Current status of robot-assisted thoracoscopic surgery in Japan
Tomohiro Haruki, Yuzo Takagi, Yasuaki Kubouchi, Yoshiteru Kidokoro, Atsuyuki Nakanishi, Yuji Taniguchi, Hiroshige Nakamura
- Year
- 2020
- Citations
- 4
- Access
- Open access
Abstract
Since approximately 2000, when surgical robotic systems were first introduced, robot-assisted thoracoscopic surgery (RATS) has been adopted by dozens of major institutes, particularly in the United States and several European countries. In Japan, video-assisted thoracoscopic surgery (VATS), especially multiport VATS, was developed and standardized in various facilities during this period. In April 2018, RATS lobectomy and resection of mediastinal tumors were started to be covered by national health insurance.

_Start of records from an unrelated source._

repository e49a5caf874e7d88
pub mod http;
pub mod model;
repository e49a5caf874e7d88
//! Headless FarmaThony client: drives the storefront catalog and the
//! admin panel against a configured backend, standing in for the web
//! chrome during development and support work.

use std::path::PathBuf;
use std::sync::Arc;

use anyhow::{bail, Result};
use clap::{Parser, Subcommand, ValueEnum};
use tracing::debug;

use pharmacy::{
    AdminPanel, CatalogView, FileSession, HttpResource, Product, ProductField, RestClient, User,
    UserField,
};
use runtime::{init_logging, AppConfig};
use synckit::{Access, Credential, Role};

/// FarmaThony pharmacy client
#[derive(Parser)]
#[command(name = "farmathony")]
#[command(about = "FarmaThony pharmacy client", version)]
struct Cli {
    /// Path to configuration file
    #[arg(short, long, default_value = "farmathony.yaml")]
    config: PathBuf,

    #[command(subcommand)]
    command: Commands,
}

#[derive(Subcommand)]
enum Commands {
    /// Store a session credential
    Login {
        #[arg(long)]
        token: String,
        #[arg(long, value_enum, default_value_t = RoleArg::Customer)]
        role: RoleArg,
    },
    /// Drop the stored credential
    Logout,
    /// Check the configuration and exit
    Check,
    /// Browse the storefront catalog
    Catalog {
        #[command(subcommand)]
        command: CatalogCmd,
    },
    /// Admin panel operations (requires an admin credential)
    Admin {
        #[command(subcommand)]
        command: AdminCmd,
    },
}

#[derive(Clone, Copy, ValueEnum)]
enum RoleArg {
    Admin,
    Customer,
}

impl From<RoleArg> for Role {
    fn from(role: RoleArg) -> Self {
        match role {
            RoleArg::Admin => Role::Admin,
            RoleArg::Customer => Role::Customer,
        }
    }
}

#[derive(Subcommand)]
enum CatalogCmd {
    /// List products, optionally filtered by a search query
    List {
        #[arg(long)]
        search: Option<String>,
    },
}

#[derive(Subcommand)]
enum AdminCmd {
    Products {
        #[command(subcommand)]
        command: ProductCmd,
    },
    Users {
        #[command(subcommand)]
        command: UserCmd,
    },
}

#[derive(Subcommand)]
enum ProductCmd {
    /// List the product roster
    List,
    /// Create a product
    Add {
        #[arg(long)]
        name: String,
        #[arg(long)]
        price: String,
        #[arg(long, default_value = "")]
        description: String,
        #[arg(long, default_value = "")]
        image: String,
    },
    /// Edit an existing product
    Edit {
        id: u64,
        #[arg(long)]
        name: Option<String>,
        #[arg(long)]
        price: Option<String>,
        #[arg(long)]
        description: Option<String>,
        #[arg(long)]
        image: Option<String>,
    },
    /// Delete a product
    Rm { id: u64 },
}

#[derive(Subcommand)]
enum UserCmd {
    /// List the user roster
    List,
    /// Edit an existing user
    Edit {
        id: u64,
        #[arg(long)]
        name: Option<String>,
        #[arg(long)]
        email: Option<String>,
    },
    /// Delete a user
    Rm { id: u64 },
}

type HttpAdminPanel = AdminPanel<HttpResource<Product>, HttpResource<User>>;

fn rest_client(config: &AppConfig) -> Result<RestClient> {
    Ok(RestClient::new(config.base_url()?, config.timeout())?)
}

/// Mount the admin panel behind the session guard; a redirect outcome
/// becomes a hard refusal here since there is nowhere to redirect to.
async fn mount_admin(config: &AppConfig) -> Result<HttpAdminPanel> {
    let rest = rest_client(config)?;
    let session = FileSession::new(config.session_path());
    let mut panel = AdminPanel::new(
        Arc::new(rest.resource::<Product>()),
        Arc::new(rest.resource::<User>()),
    );
    match panel.mount(&session).await {
        Access::Granted(_) => Ok(panel),
        Access::Redirect => bail!("not authorized: log in with an admin credential first"),
    }
}

fn print_products(items: &[Product]) {
    for p in items {
        println!("{:>5}  {:<28} {:>9.2}  {}", p.id, p.name, p.price, p.description);
    }
    println!("{} product(s)", items.len());
}

fn print_users(items: &[User]) {
    for u in items {
        println!("{:>5}  {:<24} {}", u.id, u.name, u.email);
    }
    println!("{} user(s)", items.len());
}

async fn run(cli: Cli, config: AppConfig) -> Result<()> {
    match cli.command {
        Commands::Login { token, role } => {
            let session = FileSession::new(config.session_path());
            session.save(&Credential {
                token,
                role: role.into(),
            })?;
            println!("session stored at {}", config.session_path().display());
        }
        Commands::Logout => {
            FileSession::new(config.session_path()).clear()?;
            println!("session cleared");
        }
        Commands::Check => {
            println!("api.base_url: {}", config.base_url()?);
            println!("timeout: {:?}", config.timeout());
            println!("session file: {}", config.session_path().display());
        }
        Commands::Catalog {
            command: CatalogCmd::List { search },
        } => {
            let rest = rest_client(&config)?;
            let mut catalog = CatalogView::new(Arc::new(rest.resource::<Product>()));
            catalog.refresh().await?;
            if let Some(query) = search {
                catalog.set_query(query);
            }
            for p in catalog.visible() {
                println!("{:>5}  {:<28} {:>9.2}", p.id, p.name, p.price);
            }
        }
        Commands::Admin { command } => {
            let mut panel = mount_admin(&config).await?;
            match command {
                AdminCmd::Products { command } => {
                    let products = panel.products_mut();
                    match command {
                        ProductCmd::List => print_products(products.items()),
                        ProductCmd::Add {
                            name,
                            price,
                            description,
                            image,
                        } => {
                            products.open_for_create();
                            products.update_field(ProductField::Name(name));
                            products.update_field(ProductField::Price(price));
                            products.update_field(ProductField::Description(description));
                            products.update_field(ProductField::Image(image));
                            products.submit().await?;
                            print_products(products.items());
                        }
                        ProductCmd::Edit {
                            id,
                            name,
                            price,
                            description,
                            image,
                        } => {
                            if !products.open_for_edit(id) {
                                bail!("no product with id {id}");
                            }
                            if let Some(v) = name {
                                products.update_field(ProductField::Name(v));
                            }
                            if let Some(v) = price {
                                products.update_field(ProductField::Price(v));
                            }
                            if let Some(v) = description {
                                products.update_field(ProductField::Description(v));
                            }
                            if let Some(v) = image {
                                products.update_field(ProductField::Image(v));
                            }
                            products.submit().await?;
                            print_products(products.items());
                        }
                        ProductCmd::Rm { id } => {
                            products.remove(id).await?;
                            print_products(products.items());
                        }
                    }
                }
                AdminCmd::Users { command } => {
                    let users = panel.users_mut();
                    match command {
                        UserCmd::List => print_users(users.items()),
                        UserCmd::Edit { id, name, email } => {
                            if !users.open_for_edit(id) {
                                bail!("no user with id {id}");
                            }
                            if let Some(v) = name {
                                users.update_field(UserField::Name(v));
                            }
                            if let Some(v) = email {
                                users.update_field(UserField::Email(v));
                            }
                            users.submit().await?;
                            print_users(users.items());
                        }
                        UserCmd::Rm { id } => {
                            users.remove(id).await?;
                            print_users(users.items());
                        }
                    }
                }
            }
        }
    }
    Ok(())
}

#[tokio::main]
async fn main() -> Result<()> {
    let cli = Cli::parse();
    let config = AppConfig::load_layered(&cli.config)?;
    init_logging(config.logging.as_ref())?;
    debug!(config = %cli.config.display(), "configuration loaded");
    run(cli, config).await
}
use crate::resource::Resource;

/// Authoritative in-memory list for one resource type.
///
/// Every operation is a pure, synchronous transformation of the prior
/// collection: it fully applies or leaves the collection untouched.
/// Server-provided order is preserved; identities stay unique as long as
/// the remote source assigns them uniquely.
#[derive(Debug, Clone)]
pub struct CollectionStore<T: Resource> {
    items: Vec<T>,
}

impl<T: Resource> Default for CollectionStore<T> {
    fn default() -> Self {
        Self { items: Vec::new() }
    }
}

impl<T: Resource> CollectionStore<T> {
    pub fn new() -> Self {
        Self::default()
    }

    /// Replace the entire collection with a fresh listing.
    pub fn load(&mut self, items: Vec<T>) {
        self.items = items;
    }

    /// Append a freshly created item. The remote source guarantees the
    /// assigned identity is new; a duplicate would mean the backend
    /// echoed a record we already hold, so it is dropped.
    pub fn insert(&mut self, item: T) {
        if self.get(item.id()).is_some() {
            tracing::debug!(id = %item.id(), "insert of already-present id ignored");
            return;
        }
        self.items.push(item);
    }

    /// Substitute the element with identity `id`, keeping its position.
    /// A stale identity is a no-op, not an error.
    pub fn replace(&mut self, id: T::Id, item: T) {
        if let Some(slot) = self.items.iter_mut().find(|it| it.id() == id) {
            *slot = item;
        } else {
            tracing::debug!(id = %id, "replace of absent id ignored");
        }
    }

    /// Delete the element with identity `id`. Idempotent: removing an
    /// absent id leaves the collection unchanged.
    pub fn remove(&mut self, id: T::Id) {
        self.items.retain(|it| it.id() != id);
    }

    pub fn get(&self, id: T::Id) -> Option<&T> {
        self.items.iter().find(|it| it.id() == id)
    }

    pub fn items(&self) -> &[T] {
        &self.items
    }

    pub fn len(&self) -> usize {
        self.items.len()
    }

    pub fn is_empty(&self) -> bool {
        self.items.is_empty()
    }
}
//! Client-side resource synchronization kernel.
//!
//! The pieces fit together like this: a [`CollectionStore`] holds the
//! authoritative in-memory list for one resource type; an [`EditSession`]
//! runs the add/edit modal lifecycle over a transient [`Draft`]; a
//! [`ResourceClient`] is the capability performing remote CRUD; and a
//! [`ResourceController`] ties the three together so the store is only
//! ever reconciled from confirmed remote responses.
//!
//! Nothing in here locks: the controller is the single writer for its
//! store, and every mutation happens inside its own `&mut self` methods
//! on one cooperative task.

pub mod client;
pub mod controller;
pub mod edit;
pub mod error;
pub mod filter;
pub mod resource;
pub mod session;
pub mod store;

pub use client::ResourceClient;
pub use controller::ResourceController;
pub use edit::{Draft, EditPhase, EditSession};
pub use error::ClientError;
pub use filter::filter;
pub use resource::Resource;
pub use session::{guard, Access, Credential, Role, SessionProvider, StaticSession};
pub use store::CollectionStore;
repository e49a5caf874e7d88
use std::sync::Arc;

use tracing::{instrument, warn};

use synckit::{filter, ClientError, CollectionStore, ResourceClient};

use crate::contract::model::Product;
use crate::domain::draft::ProductDraft;
use crate::domain::ports::CartSink;

/// Storefront catalog: the product collection plus a live search query,
/// with a cart port at the boundary.
///
/// The query only ever derives a view; the underlying store keeps the
/// server-provided order and contents untouched.
pub struct CatalogView<C>
where
    C: ResourceClient<Product, Draft = ProductDraft>,
{
    client: Arc<C>,
    products: CollectionStore<Product>,
    query: String,
    last_error: Option<ClientError>,
}

impl<C> CatalogView<C>
where
    C: ResourceClient<Product, Draft = ProductDraft>,
{
    pub fn new(client: Arc<C>) -> Self {
        Self {
            client,
            products: CollectionStore::new(),
            query: String::new(),
            last_error: None,
        }
    }

    /// Fetch the catalog. On failure the previous contents stay on
    /// display and the error is kept as a non-fatal indicator.
    #[instrument(skip(self))]
    pub async fn refresh(&mut self) -> Result<(), ClientError> {
        match self.client.list().await {
            Ok(items) => {
                self.products.load(items);
                self.last_error = None;
                Ok(())
            }
            Err(e) => {
                warn!(error = %e, "catalog fetch failed, keeping prior view");
                self.last_error = Some(e.clone());
                Err(e)
            }
        }
    }

    pub fn set_query(&mut self, query: impl Into<String>) {
        self.query = query.into();
    }

    pub fn query(&self) -> &str {
        &self.query
    }

    /// The filtered view for the current query, recomputed on demand.
    pub fn visible(&self) -> Vec<&Product> {
        filter(self.products.items(), &self.query).collect()
    }

    pub fn products(&self) -> &CollectionStore<Product> {
        &self.products
    }

    pub fn last_error(&self) -> Option<&ClientError> {
        self.last_error.as_ref()
    }

    /// Hand a full product value to the cart. Returns `false` for a
    /// stale id no longer in the catalog.
    pub fn add_to_cart(&self, id: u64, cart: &dyn CartSink) -> bool {
        match self.products.get(id) {
            Some(product) => {
                cart.add_to_cart(product.clone());
                true
            }
            None => false,
        }
    }
}
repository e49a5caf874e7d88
/// A synchronizable resource: something with a stable, server-assigned
/// identity and a human-readable display name.
///
/// The identity is what [`crate::CollectionStore`] keys its mutations on;
/// the display name is what [`crate::filter`] matches search queries
/// against.
pub trait Resource: Clone + Send + Sync + 'static {
    /// Server-assigned identity, unique within one collection.
    type Id: Copy + PartialEq + Eq + std::fmt::Display + Send + Sync + 'static;

    fn id(&self) -> Self::Id;

    fn display_name(&self) -> &str;
}
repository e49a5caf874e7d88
pub mod session;
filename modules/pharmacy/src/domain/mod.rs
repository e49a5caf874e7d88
pub mod admin;
pub mod catalog;
pub mod draft;
pub mod ports;
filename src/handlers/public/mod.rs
pub mod health;
pub mod home;

pub use health::healthz;
pub use home::home;
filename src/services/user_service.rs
use sqlx::PgPool;
use tracing::debug;

use crate::auth::VerifiedIdentity;
use crate::database::{DatabaseError, User};

const SELECT_USER: &str = r#"
    SELECT id, google_id AS external_id, name AS display_name, email, created_at, modified_at
    FROM users
    WHERE id = $1
"#;

/// Users keyed by their identity-provider subject
#[derive(Clone)]
pub struct UserService {
    pool: PgPool,
}

impl UserService {
    pub fn new(pool: PgPool) -> Self {
        Self { pool }
    }

    /// Insert the user for `identity`, or refresh name/email/modified_at if the
    /// subject is already known. Absent name or email keep the stored value.
    #[tracing::instrument(skip_all, fields(subject = %identity.subject))]
    pub async fn upsert(&self, identity: &VerifiedIdentity) -> Result<User, DatabaseError> {
        let (id,): (i64,) = sqlx::query_as(
            r#"
            INSERT INTO users (google_id, name, email)
            VALUES ($1, $2, $3)
            ON CONFLICT (google_id) DO UPDATE SET
                name = COALESCE(EXCLUDED.name, users.name),
                email = COALESCE(EXCLUDED.email, users.email),
                modified_at = NOW()
            RETURNING id
            "#,
        )
        .bind(&identity.subject)
        .bind(&identity.name)
        .bind(&identity.email)
        .fetch_one(&self.pool)
        .await?;

        let user = self.load(id).await?;
        debug!(user_id = user.id, "user upserted");
        Ok(user)
    }

    pub async fn load(&self, id: i64) -> Result<User, DatabaseError> {
        sqlx::query_as::<_, User>(SELECT_USER)
            .bind(id)
            .fetch_optional(&self.pool)
            .await?
            .ok_or(DatabaseError::NoSuchUser(id))
    }

    /// Count all users
    pub async fn count(&self) -> Result<i64, DatabaseError> {
        let (count,): (i64,) = sqlx::query_as("SELECT COUNT(*) FROM users")
            .fetch_one(&self.pool)
            .await?;
        Ok(count)
    }
}
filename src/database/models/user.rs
use chrono::{DateTime, Utc};
use serde::{Deserialize, Serialize};
use sqlx::FromRow;

/// A row of `users`; `external_id` is stored in the `google_id` column
#[derive(Debug, Clone, PartialEq, Serialize, Deserialize, FromRow)]
pub struct User {
    pub id: i64,
    pub external_id: String,
    pub display_name: Option<String>,
    pub email: Option<String>,
    pub created_at: DateTime<Utc>,
    pub modified_at: DateTime<Utc>,
}
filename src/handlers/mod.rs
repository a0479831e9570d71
// Handlers are grouped by whether they need an authenticated caller:
// public (anonymous allowed) and protected (bearer token required).
pub mod protected;
pub mod public;
pub mod auth;
pub mod response;

pub use auth::{extract_bearer_token, Principal};
pub use response::{ApiResponse, ApiResult};
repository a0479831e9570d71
use axum::{
    http::StatusCode,
    response::{IntoResponse, Json, Response},
};
use serde::Serialize;
use serde_json::{json, Value};

/// Successful JSON response: the payload's fields merged with `"status": "success"`
#[derive(Debug)]
pub struct ApiResponse<T: Serialize> {
    pub data: T,
}

impl<T: Serialize> ApiResponse<T> {
    /// Create a successful API response with a 200 status
    pub fn success(data: T) -> Self {
        Self { data }
    }
}

impl ApiResponse<()> {
    /// `{"status":"success"}` with nothing else
    pub fn ok() -> Self {
        Self::success(())
    }
}

impl<T: Serialize> IntoResponse for ApiResponse<T> {
    fn into_response(self) -> Response {
        let data_value = match serde_json::to_value(&self.data) {
            Ok(value) => value,
            Err(e) => {
                tracing::error!("Failed to serialize response data: {}", e);
                return (
                    StatusCode::INTERNAL_SERVER_ERROR,
                    Json(json!({ "error": "Failed to serialize response data" })),
                )
                    .into_response();
            }
        };

        (StatusCode::OK, Json(envelope(data_value))).into_response()
    }
}

fn envelope(data: Value) -> Value {
    match data {
        Value::Object(mut fields) => {
            fields.insert("status".to_string(), Value::String("success".to_string()));
            Value::Object(fields)
        }
        Value::Null => json!({ "status": "success" }),
        other => json!({ "status": "success", "data": other }),
    }
}

pub type ApiResult<T> = Result<ApiResponse<T>, crate::error::ApiError>;
#![allow(dead_code)]

use std::sync::Arc;
use std::time::{Duration, SystemTime, UNIX_EPOCH};

use anyhow::{Context, Result};
use async_trait::async_trait;
use axum::{body::Body, http::Request, response::Response, routing::get, Json, Router};
use chrono::Utc;
use jsonwebtoken::jwk::JwkSet;
use jsonwebtoken::{encode, Algorithm, EncodingKey, Header};
use serde_json::{json, Value};
use sqlx::postgres::PgPoolOptions;
use tower::ServiceExt;

use tab_archive::auth::{IdentityVerifier, KeySetSource, StaticKeySet, VerifyError};
use tab_archive::config::AppConfig;
use tab_archive::database::DatabaseManager;
use tab_archive::{app, AppState};

pub const ISSUER: &str = "https://icco.auth0.com/";
pub const AUDIENCE: &str = "https://natwelch.com";
pub const KID: &str = "test-key";

// HMAC keys keep the tests free of RSA key generation. The base64 form is the
// same under the standard and URL-safe alphabets.
const SECRET: &[u8] = b"secretsecretsecret";
const SECRET_B64: &str = "c2VjcmV0c2VjcmV0c2VjcmV0";

pub fn key_set() -> JwkSet {
    serde_json::from_value(json!({
        "keys": [{ "kty": "oct", "kid": KID, "alg": "HS256", "use": "sig", "k": SECRET_B64 }]
    }))
    .expect("static key set")
}

pub fn verifier_with(keys: Arc<dyn KeySetSource>) -> IdentityVerifier {
    IdentityVerifier::new(keys, ISSUER, AUDIENCE, vec![Algorithm::HS256])
}

pub fn verifier() -> IdentityVerifier {
    verifier_with(Arc::new(StaticKeySet(key_set())))
}

/// A key-set source whose provider is always down
pub struct UnreachableKeySet;

#[async_trait]
impl KeySetSource for UnreachableKeySet {
    async fn fetch(&self) -> Result<JwkSet, VerifyError> {
        Err(VerifyError::KeySetUnavailable("connection refused".to_string()))
    }
}

pub fn sign(claims: Value) -> String {
    let mut header = Header::new(Algorithm::HS256);
    header.kid = Some(KID.to_string());
    encode(&header, &claims, &EncodingKey::from_secret(SECRET)).expect("sign token")
}

pub fn token_for(subject: &str, name: &str) -> String {
    sign(json!({
        "sub": subject,
        "aud": AUDIENCE,
        "iss": ISSUER,
        "exp": Utc::now().timestamp() + 3600,
        "iat": Utc::now().timestamp(),
        "name": name,
        "email": format!("{}@example.com", name.to_lowercase()),
    }))
}

/// A subject no earlier test run has used
pub fn unique_subject(prefix: &str) -> String {
    let nanos = SystemTime::now()
        .duration_since(UNIX_EPOCH)
        .map(|d| d.as_nanos())
        .unwrap_or_default();
    format!("{}|{}", prefix, nanos)
}

fn config(database_url: &str) -> AppConfig {
    let database_url = database_url.to_string();
    AppConfig::from_lookup(move |name| match name {
        "DATABASE_URL" => Some(database_url.clone()),
        _ => None,
    })
    .expect("test config")
}

/// App state whose pool never connects; enough for requests rejected before the store
pub fn offline_state(verifier: IdentityVerifier) -> AppState {
    let url = "postgres://tab_archive@127.0.0.1:1/unreachable";
    let pool = PgPoolOptions::new()
        .acquire_timeout(Duration::from_secs(1))
        .connect_lazy(url)
        .expect("lazy pool");
    AppState::new(config(url), DatabaseManager::from_pool(pool), verifier)
}

/// App state on a real, migrated database, or `None` when DATABASE_URL is unset
pub async fn database_state() -> Result<Option<AppState>> {
    database_state_with(verifier()).await
}

/// Like [`database_state`], with a caller-chosen verifier
pub async fn database_state_with(verifier: IdentityVerifier) -> Result<Option<AppState>> {
    let _ = dotenvy::dotenv();
    let Ok(url) = std::env::var("DATABASE_URL") else {
        eprintln!("DATABASE_URL not set; skipping database test");
        return Ok(None);
    };

    let config = config(&url);
    let database = DatabaseManager::connect(&config.database)
        .await
        .context("failed to connect to DATABASE_URL")?;
    database.migrate().await.context("failed to migrate")?;

    Ok(Some(AppState::new(config, database, verifier)))
}

pub async fn send(state: &AppState, request: Request<Body>) -> Result<Response> {
    let response = app(state.clone()).oneshot(request).await?;
    Ok(response)
}

pub async fn body_json(response: Response) -> Result<Value> {
    let bytes = axum::body::to_bytes(response.into_body(), usize::MAX).await?;
    serde_json::from_slice(&bytes).with_context(|| format!("not JSON: {}", String::from_utf8_lossy(&bytes)))
}

pub async fn body_text(response: Response) -> Result<String> {
    let bytes = axum::body::to_bytes(response.into_body(), usize::MAX).await?;
    Ok(String::from_utf8_lossy(&bytes).into_owned())
}

/// Serve `body` at `/.well-known/jwks.json` on a free local port
pub async fn spawn_key_server(status: axum::http::StatusCode, body: Value) -> Result<String> {
    let port = portpicker::pick_unused_port().context("failed to pick free port")?;
    let listener = tokio::net::TcpListener::bind(("127.0.0.1", port)).await?;

    let router = Router::new().route(
        "/.well-known/jwks.json",
        get(move || {
            let body = body.clone();
            async move { (status, Json(body)) }
        }),
    );
    tokio::spawn(async move {
        let _ = axum::serve(listener, router).await;
    });

    Ok(format!("http://127.0.0.1:{}/.well-known/jwks.json", port))
}
pub mod tab;
pub mod user;

pub use tab::Tab;
pub use user::User;
//! Simulator server entry point.
//!
//! Startup sequence: initialize logging, load configuration, load the
//! joint-limit table, render the model document, construct the physics
//! engine and simulation handle, assemble the coordinator, and serve.
//! Any configuration failure -- missing limits file, no usable model
//! source, engine rejection -- aborts startup; nothing is retried.

use std::path::PathBuf;
use std::sync::Arc;

use tracing::info;
use tracing_subscriber::EnvFilter;

use dexhand_core::{
    load_limits, render_model, Coordinator, MotionLibrary, SimConfig, SimulationHandle,
};
use dexhand_physics::ServoEngine;
use dexhand_server::{start_server, AppState, ServerConfig};

/// Application entry point.
///
/// # Errors
///
/// Returns an error if any startup step or the server itself fails.
#[tokio::main]
async fn main() -> Result<(), Box<dyn std::error::Error>> {
    // Load configuration first so its log level can seed the filter.
    let config_path = std::env::var("DEXHAND_CONFIG")
        .map_or_else(|_| PathBuf::from("dexhand.yaml"), PathBuf::from);
    let config = if config_path.is_file() {
        SimConfig::from_file(&config_path)?
    } else {
        SimConfig::default()
    };

    // Initialize structured logging
    tracing_subscriber::fmt()
        .with_env_filter(
            EnvFilter::try_from_default_env()
                .unwrap_or_else(|_| EnvFilter::new(config.logging.level.clone())),
        )
        .with_target(true)
        .init();

    info!("dexhand-server starting");
    info!(
        config = %config_path.display(),
        model_source = ?config.model.source,
        broadcast_interval_ms = config.simulation.broadcast_interval_ms,
        "configuration loaded"
    );

    // Joint limits are required; a missing or broken file is fatal.
    let limits = load_limits(&config.paths.limits_file)?;
    info!(joints = limits.len(), "joint limits loaded");

    // Render the model document for the configured source.
    let model_paths = config.model.paths();
    let document = render_model(config.model.source, &model_paths, &limits)?;

    // Build the physics collaborator and the shared handle.
    let engine = ServoEngine::new(config.simulation.timestep);
    let handle = SimulationHandle::new(Box::new(engine), &document)?;

    let coordinator = Arc::new(Coordinator::new(
        handle,
        limits,
        MotionLibrary::new(config.paths.motions_dir.clone()),
        config.simulation.broadcast_interval(),
    ));

    let state = Arc::new(AppState::new(coordinator, model_paths));

    let server_config = ServerConfig {
        host: config.server.host.clone(),
        port: config.server.port,
    };
    start_server(&server_config, state).await?;

    Ok(())
}
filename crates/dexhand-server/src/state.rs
//! Shared application state for the API server.
//!
//! [`AppState`] holds the coordinator plus the model source locations
//! the `/model` endpoint renders from. It is wrapped in [`Arc`] and
//! injected into handlers via Axum's `State` extractor.

use std::sync::Arc;

use dexhand_core::{Coordinator, ModelPaths};

/// Shared state for the Axum application.
#[derive(Debug)]
pub struct AppState {
    /// The concurrency coordinator owning the simulation.
    pub coordinator: Arc<Coordinator>,

    /// Filesystem locations of the model sources.
    pub model_paths: ModelPaths,
}

impl AppState {
    /// Bundle the coordinator and model locations for the router.
    pub const fn new(coordinator: Arc<Coordinator>, model_paths: ModelPaths) -> Self {
        Self {
            coordinator,
            model_paths,
        }
    }
}
//! Error types for the API layer.
//!
//! [`ApiError`] unifies all failure modes into a single enum that can
//! be converted into an Axum HTTP response via its
//! [`IntoResponse`](axum::response::IntoResponse) implementation.

use axum::http::StatusCode;
use axum::response::{IntoResponse, Response};
use dexhand_core::{CommandError, ModelError, MotionError};

/// Errors that can occur in the API layer.
#[derive(Debug, thiserror::Error)]
pub enum ApiError {
    /// The requested resource was not found.
    #[error("not found: {0}")]
    NotFound(String),

    /// The request payload or parameters are invalid. Nothing reached
    /// the simulation.
    #[error("invalid request: {0}")]
    Validation(String),

    /// A serialization or deserialization error.
    #[error("serialization error: {0}")]
    Serialization(#[from] serde_json::Error),

    /// An internal error occurred.
    #[error("internal error: {0}")]
    Internal(String),
}

impl From<MotionError> for ApiError {
    fn from(error: MotionError) -> Self {
        match error {
            MotionError::NotFound(name) => Self::NotFound(format!("motion {name}")),
            MotionError::Invalid { reason } => Self::Validation(reason),
            other @ (MotionError::Io { .. } | MotionError::Yaml { .. }) => {
                Self::Internal(other.to_string())
            }
        }
    }
}

impl From<CommandError> for ApiError {
    fn from(error: CommandError) -> Self {
        match error {
            CommandError::Invalid { reason } => Self::Validation(reason),
        }
    }
}

impl From<ModelError> for ApiError {
    fn from(error: ModelError) -> Self {
        Self::Internal(error.to_string())
    }
}

impl IntoResponse for ApiError {
    fn into_response(self) -> Response {
        let (status, message) = match &self {
            Self::NotFound(msg) => (StatusCode::NOT_FOUND, msg.clone()),
            Self::Validation(msg) => (StatusCode::BAD_REQUEST, msg.clone()),
            Self::Serialization(e) => {
                (StatusCode::INTERNAL_SERVER_ERROR, format!("JSON error: {e}"))
            }
            Self::Internal(msg) => (StatusCode::INTERNAL_SERVER_ERROR, msg.clone()),
        };

        let body = serde_json::json!({
            "error": message,
            "status": status.as_u16(),
        });

        (status, axum::Json(body)).into_response()
    }
}

#[cfg(test)]
mod tests {
    use super::*;

    #[test]
    fn motion_not_found_maps_to_404() {
        let api: ApiError = MotionError::NotFound("wave".to_owned()).into();
        assert!(matches!(api, ApiError::NotFound(_)));
    }

    #[test]
    fn invalid_motion_maps_to_validation() {
        let api: ApiError = MotionError::Invalid {
            reason: "scale must be positive, got 0".to_owned(),
        }
        .into();
        assert!(matches!(api, ApiError::Validation(_)));
    }

    #[test]
    fn invalid_command_maps_to_validation() {
        let api: ApiError = CommandError::Invalid {
            reason: "max_force must be positive, got 0".to_owned(),
        }
        .into();
        assert!(matches!(api, ApiError::Validation(_)));
    }
}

In Japan, the number of RATS procedures has increased rapidly in recent days, and it is expected to become more common and familiar to Japanese thoracic surgeons of all generations. The da Vinci Surgical System has several well-known clear technical advantages, such as a three-dimensional visual field that can be magnified up to 10 times, articulated joint forceps with seven degrees of freedom, and a motionscaling function that prevents camera and instrument shaking. These advantages provide thoracic surgeons with higher-quality instrument maneuverability and general comfort during surgery. While there are many technical advantages in RATS, there are also many non-technical skills that thoracic surgeons should be aware of, such as risk management of intraoperative bleeding. In this review article, we outline the current status of RATS for lung cancer and mediastinal tumor excision in Japan and discuss various issues and the future perspectives of robotic surgery.